§ **EXERCISE DIRECTIONS**
When you reach the line containing "pub struct MemoryStore" in the entries below, begin reproducing lines exactly, and stop once the line containing "let file = File::create(&temp_path)" is done.

* * * *

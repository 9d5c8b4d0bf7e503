//! Harmonized record persistence.
//!
//! The engine talks to storage only through [`RecordStore`]: lookup by the
//! clinical natural key, lookup of every record at a site/date, insert and
//! update. [`MemoryStore`] is the bundled implementation; it enforces the
//! clinical uniqueness constraint and persists a versioned `bincode` snapshot
//! between runs.

use std::{
    ffi::OsString,
    fmt,
    fs::{self, File},
    io::{BufWriter, Write},
    path::{Path, PathBuf},
};

use anyhow::{Context, Result, anyhow};
use chrono::{NaiveDateTime, Utc};
use serde::{Deserialize, Serialize};

use crate::{
    data::{HarmonizedValues, Value},
    error::StoreError,
};

pub const PARTICIPANT_ID: &str = "participant_id";
pub const VISIT_DATE: &str = "visit_date";
pub const LOCATION_ID: &str = "location_id";

/// Fields that make up the natural keys; never overwritten by a climate merge.
pub const KEY_FIELDS: &[&str] = &[PARTICIPANT_ID, VISIT_DATE, LOCATION_ID];

const SNAPSHOT_VERSION: u32 = 1;

pub type RecordId = u64;

/// Identity of one clinical visit: `{participant_id, visit_date, location_id}`.
#[derive(Debug, Clone, PartialEq, Serialize, Deserialize)]
pub struct ClinicalKey {
    pub participant_id: Value,
    pub visit_date: Value,
    pub location_id: Value,
}

impl ClinicalKey {
    pub fn site_date(&self) -> SiteDateKey {
        SiteDateKey {
            location_id: self.location_id.clone(),
            visit_date: self.visit_date.clone(),
        }
    }

    fn of(values: &HarmonizedValues) -> Option<Self> {
        Some(ClinicalKey {
            participant_id: key_value(values, PARTICIPANT_ID)?.clone(),
            visit_date: key_value(values, VISIT_DATE)?.clone(),
            location_id: key_value(values, LOCATION_ID)?.clone(),
        })
    }
}

impl fmt::Display for ClinicalKey {
    fn fmt(&self, f: &mut fmt::Formatter<'_>) -> fmt::Result {
        write!(
            f,
            "participant {} on {} at {}",
            self.participant_id, self.visit_date, self.location_id
        )
    }
}

/// Site/date scope of a climate observation: `{location_id, visit_date}`.
#[derive(Debug, Clone, PartialEq, Serialize, Deserialize)]
pub struct SiteDateKey {
    pub location_id: Value,
    pub visit_date: Value,
}

impl SiteDateKey {
    fn matches(&self, values: &HarmonizedValues) -> bool {
        key_value(values, LOCATION_ID) == Some(&self.location_id)
            && key_value(values, VISIT_DATE) == Some(&self.visit_date)
    }
}

impl fmt::Display for SiteDateKey {
    fn fmt(&self, f: &mut fmt::Formatter<'_>) -> fmt::Result {
        write!(f, "{} at {}", self.visit_date, self.location_id)
    }
}

fn key_value<'a>(values: &'a HarmonizedValues, field: &str) -> Option<&'a Value> {
    values.get(field).and_then(Option::as_ref)
}

#[derive(Debug, Clone, PartialEq, Serialize, Deserialize)]
pub struct HarmonizedRecord {
    pub id: RecordId,
    pub values: HarmonizedValues,
    pub created_at: NaiveDateTime,
    pub updated_at: NaiveDateTime,
}

impl HarmonizedRecord {
    pub fn get(&self, field: &str) -> Option<&Value> {
        key_value(&self.values, field)
    }

    pub fn clinical_key(&self) -> Option<ClinicalKey> {
        ClinicalKey::of(&self.values)
    }
}

pub trait RecordStore {
    fn find_one(&self, key: &ClinicalKey) -> Result<Option<HarmonizedRecord>, StoreError>;

    fn find_all(&self, key: &SiteDateKey) -> Result<Vec<HarmonizedRecord>, StoreError>;

    fn create(&mut self, values: HarmonizedValues) -> Result<HarmonizedRecord, StoreError>;

    /// Applies `changes` on top of the stored values of `record`.
    fn update(
        &mut self,
        record: &HarmonizedRecord,
        changes: HarmonizedValues,
    ) -> Result<HarmonizedRecord, StoreError>;
}

#[derive(Debug, Clone, Default)]
pub struct MemoryStore {
    records: Vec<HarmonizedRecord>,
    next_id: RecordId,
}

#[derive(Serialize)]
struct SnapshotRef<'a> {
    version: u32,
    next_id: RecordId,
    records: &'a [HarmonizedRecord],
}

#[derive(Deserialize)]
struct Snapshot {
    version: u32,
    next_id: RecordId,
    records: Vec<HarmonizedRecord>,
}

impl MemoryStore {
    pub fn new() -> Self {
        Self::default()
    }

    /// Opens a snapshot; a missing file yields an empty store.
    pub fn load(path: &Path) -> Result<Self> {
        if !path.exists() {
            return Ok(Self::new());
        }
        let bytes = fs::read(path).with_context(|| format!("Opening store file {path:?}"))?;
        let (snapshot, _): (Snapshot, usize) =
            bincode::serde::decode_from_slice(&bytes, bincode::config::standard())
                .with_context(|| format!("Decoding store file {path:?}"))?;
        if snapshot.version != SNAPSHOT_VERSION {
            return Err(anyhow!(
                "Unsupported store version {} (expected {SNAPSHOT_VERSION})",
                snapshot.version
            ));
        }
        Ok(MemoryStore {
            records: snapshot.records,
            next_id: snapshot.next_id,
        })
    }

    pub fn save(&self, path: &Path) -> Result<()> {
        let snapshot = SnapshotRef {
            version: SNAPSHOT_VERSION,
            next_id: self.next_id,
            records: &self.records,
        };
        let bytes = bincode::serde::encode_to_vec(&snapshot, bincode::config::standard())
            .context("Encoding store snapshot")?;
        // The old snapshot stays in place until the new one is fully on disk.
        let temp_path = snapshot_temp_path(path);
        let file = File::create(&temp_path)
            .with_context(|| format!("Creating store file {temp_path:?}"))?;
        let mut writer = BufWriter::new(file);
        writer
            .write_all(&bytes)
            .and_then(|_| writer.flush())
            .and_then(|_| writer.get_ref().sync_all())
            .with_context(|| format!("Writing store file {temp_path:?}"))?;
        drop(writer);
        fs::rename(&temp_path, path)
            .with_context(|| format!("Replacing store file {path:?} with {temp_path:?}"))
    }

    pub fn records(&self) -> &[HarmonizedRecord] {
        &self.records
    }

    pub fn len(&self) -> usize {
        self.records.len()
    }

    pub fn is_empty(&self) -> bool {
        self.records.is_empty()
    }

    fn ensure_unique(
        &self,
        values: &HarmonizedValues,
        skip: Option<RecordId>,
    ) -> Result<(), StoreError> {
        for field in KEY_FIELDS {
            if key_value(values, field).is_none() {
                return Err(StoreError::NotNull((*field).to_string()));
            }
        }
        let Some(key) = ClinicalKey::of(values) else {
            return Ok(());
        };
        let clash = self
            .records
            .iter()
            .filter(|record| Some(record.id) != skip)
            .find(|record| record.clinical_key().as_ref() == Some(&key));
        match clash {
            Some(existing) => Err(StoreError::UniqueViolation {
                key,
                existing: existing.id,
            }),
            None => Ok(()),
        }
    }
}

fn snapshot_temp_path(path: &Path) -> PathBuf {
    let mut name = path
        .file_name()
        .map(OsString::from)
        .unwrap_or_else(|| OsString::from("store"));
    name.push(".tmp");
    path.with_file_name(name)
}

impl RecordStore for MemoryStore {
    fn find_one(&self, key: &ClinicalKey) -> Result<Option<HarmonizedRecord>, StoreError> {
        Ok(self
            .records
            .iter()
            .find(|record| record.clinical_key().as_ref() == Some(key))
            .cloned())
    }

    fn find_all(&self, key: &SiteDateKey) -> Result<Vec<HarmonizedRecord>, StoreError> {
        Ok(self
            .records
            .iter()
            .filter(|record| key.matches(&record.values))
            .cloned()
            .collect())
    }

    fn create(&mut self, values: HarmonizedValues) -> Result<HarmonizedRecord, StoreError> {
        self.ensure_unique(&values, None)?;
        self.next_id += 1;
        let now = Utc::now().naive_utc();
        let record = HarmonizedRecord {
            id: self.next_id,
            values,
            created_at: now,
            updated_at: now,
        };
        self.records.push(record.clone());
        Ok(record)
    }

    fn update(
        &mut self,
        record: &HarmonizedRecord,
        changes: HarmonizedValues,
    ) -> Result<HarmonizedRecord, StoreError> {
        let position = self
            .records
            .iter()
            .position(|stored| stored.id == record.id)
            .ok_or(StoreError::MissingRecord(record.id))?;
        let mut values = self.records[position].values.clone();
        values.extend(changes);
        self.ensure_unique(&values, Some(record.id))?;

        let stored = &mut self.records[position];
        stored.values = values;
        stored.updated_at = Utc::now().naive_utc();
        Ok(stored.clone())
    }
}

* * * *

§ **EXERCISE RESPONSE**
pub struct MemoryStore {
    records: Vec<HarmonizedRecord>,
    next_id: RecordId,
}

#[derive(Serialize)]
struct SnapshotRef<'a> {
    version: u32,
    next_id: RecordId,
    records: &'a [HarmonizedRecord],
}

#[derive(Deserialize)]
struct Snapshot {
    version: u32,
    next_id: RecordId,
    records: Vec<HarmonizedRecord>,
}

impl MemoryStore {
    pub fn new() -> Self {
        Self::default()
    }

    /// Opens a snapshot; a missing file yields an empty store.
    pub fn load(path: &Path) -> Result<Self> {
        if !path.exists() {
            return Ok(Self::new());
        }
        let bytes = fs::read(path).with_context(|| format!("Opening store file {path:?}"))?;
        let (snapshot, _): (Snapshot, usize) =
            bincode::serde::decode_from_slice(&bytes, bincode::config::standard())
                .with_context(|| format!("Decoding store file {path:?}"))?;
        if snapshot.version != SNAPSHOT_VERSION {
            return Err(anyhow!(
                "Unsupported store version {} (expected {SNAPSHOT_VERSION})",
                snapshot.version
            ));
        }
        Ok(MemoryStore {
            records: snapshot.records,
            next_id: snapshot.next_id,
        })
    }

    pub fn save(&self, path: &Path) -> Result<()> {
        let snapshot = SnapshotRef {
            version: SNAPSHOT_VERSION,
            next_id: self.next_id,
            records: &self.records,
        };
        let bytes = bincode::serde::encode_to_vec(&snapshot, bincode::config::standard())
            .context("Encoding store snapshot")?;
        // The old snapshot stays in place until the new one is fully on disk.
        let temp_path = snapshot_temp_path(path);
        let file = File::create(&temp_path)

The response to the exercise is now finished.